• Inferior vena cava filters and postoperative outcomes in patients undergoing bariatric surgery: a meta-analysis

      Kaw, Roop; Pasupuleti, Vinay; Overby, D.Wayne; Deshpande, Abhishek; Craig I. Coleman Pharm; John P.A. Ioannidis; Hernández, Adrian V. (Elsevier B.V., 2014-06-09)
      Background: Pulmonary embolism (PE) accounts for almost 40% of perioperative deaths after bariatric surgery. Placement of prophylactic inferior vena cava (IVC) filter before bariatric surgery to improve outcomes has shown varied results. We performed a meta-analysis to evaluate postoperative outcomes associated with the preoperative placement of IVC filters in these patients.
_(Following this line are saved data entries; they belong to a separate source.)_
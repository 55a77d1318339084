//! 画像ダウンロード用の命名とdata URL変換

/// APIが返すBase64 PNGに付けるdata URLプレフィックス
pub const PNG_DATA_URL_PREFIX: &str = "data:image/png;base64,";

/// ダウンロード時のファイル名（1始まり）
///
/// ```
/// use pdf_extractor_common::download_file_name;
///
/// assert_eq!(download_file_name(2), "extracted_image_3.png");
/// ```
pub fn download_file_name(index: usize) -> String {
    format!("extracted_image_{}.png", index + 1)
}

/// 表示・リンク用のdata URL
///
/// すでにdata URLの場合はそのまま返す
pub fn image_data_url(image_data: &str) -> String {
    if image_data.starts_with("data:") {
        image_data.to_string()
    } else {
        format!("{}{}", PNG_DATA_URL_PREFIX, image_data)
    }
}

/// data URLならBase64部分を取り出す。プレフィックスなしならそのまま
pub fn strip_data_url(image_data: &str) -> &str {
    if image_data.starts_with("data:") {
        image_data.split_once(',').map(|(_, b64)| b64).unwrap_or("")
    } else {
        image_data
    }
}

/// 画像のalt属性
pub fn image_alt(index: usize) -> String {
    format!("Extracted {}", index + 1)
}

#[cfg(test)]
mod tests {
    use super::*;

    #[test]
    fn test_download_file_name_is_one_based() {
        assert_eq!(download_file_name(0), "extracted_image_1.png");
        assert_eq!(download_file_name(2), "extracted_image_3.png");
        assert_eq!(download_file_name(99), "extracted_image_100.png");
    }

    #[test]
    fn test_image_data_url_adds_prefix() {
        assert_eq!(image_data_url("iVBORw0KGgo="), "data:image/png;base64,iVBORw0KGgo=");
    }

    #[test]
    fn test_image_data_url_keeps_existing_prefix() {
        let url = "data:image/jpeg;base64,/9j/4AAQ";
        assert_eq!(image_data_url(url), url);
    }

    #[test]
    fn test_strip_data_url() {
        assert_eq!(strip_data_url("data:image/png;base64,iVBORw0KGgo="), "iVBORw0KGgo=");
        assert_eq!(strip_data_url("iVBORw0KGgo="), "iVBORw0KGgo=");
        assert_eq!(strip_data_url("data:broken"), "");
    }

    #[test]
    fn test_image_alt() {
        assert_eq!(image_alt(0), "Extracted 1");
    }
}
Methods: A systematic review was conducted by three investigators independently in PubMed, EMBASE, the Web of Science and Scopus until February 28, 2013. Our search was restricted to studies in adult patients undergoing bariatric surgery with and without IVC filters. Primary outcomes were postoperative deep vein thrombosis (DVT), pulmonary embolism (PE), and postoperative mortality. Meta-analysis used random effects models to account for heterogeneity, and Sidik-Jonkman method to account for scarcity of outcomes and studies. Associations are shown as Relative Risks (RR) and 95% Confidence Intervals (CI). Results: Seven observational studies were identified (n=102,767), with weighted average incidences of DVT (0.9%), PE (1.6%), and mortality (1.0%) for a follow-up ranging from 3 weeks to 3 months. Use of IVC filters was associated with an approximately 3-fold higher risk of DVT and death that was nominally significant for the former outcome, but not the latter (RR 2.81, 95%CI 1.33-5.97, p=0.007; and RR 3.27, 95% CI 0.78-13.64, p=0.1, respectively); there was no difference in the risk of PE (RR 1.02, 95%CI 0.31-3.77, p=0.9). Moderate to high heterogeneity of effects was noted across studies. Conclusions: Placement of IVC filter before bariatric surgery is associated with higher risk of postoperative DVT and mortality. A similar risk of PE in patients with and without IVC filter placement cannot exclude a benefit, given the potential large imbalance in risk at baseline. Randomized trials are needed before IVC placement can be recommended.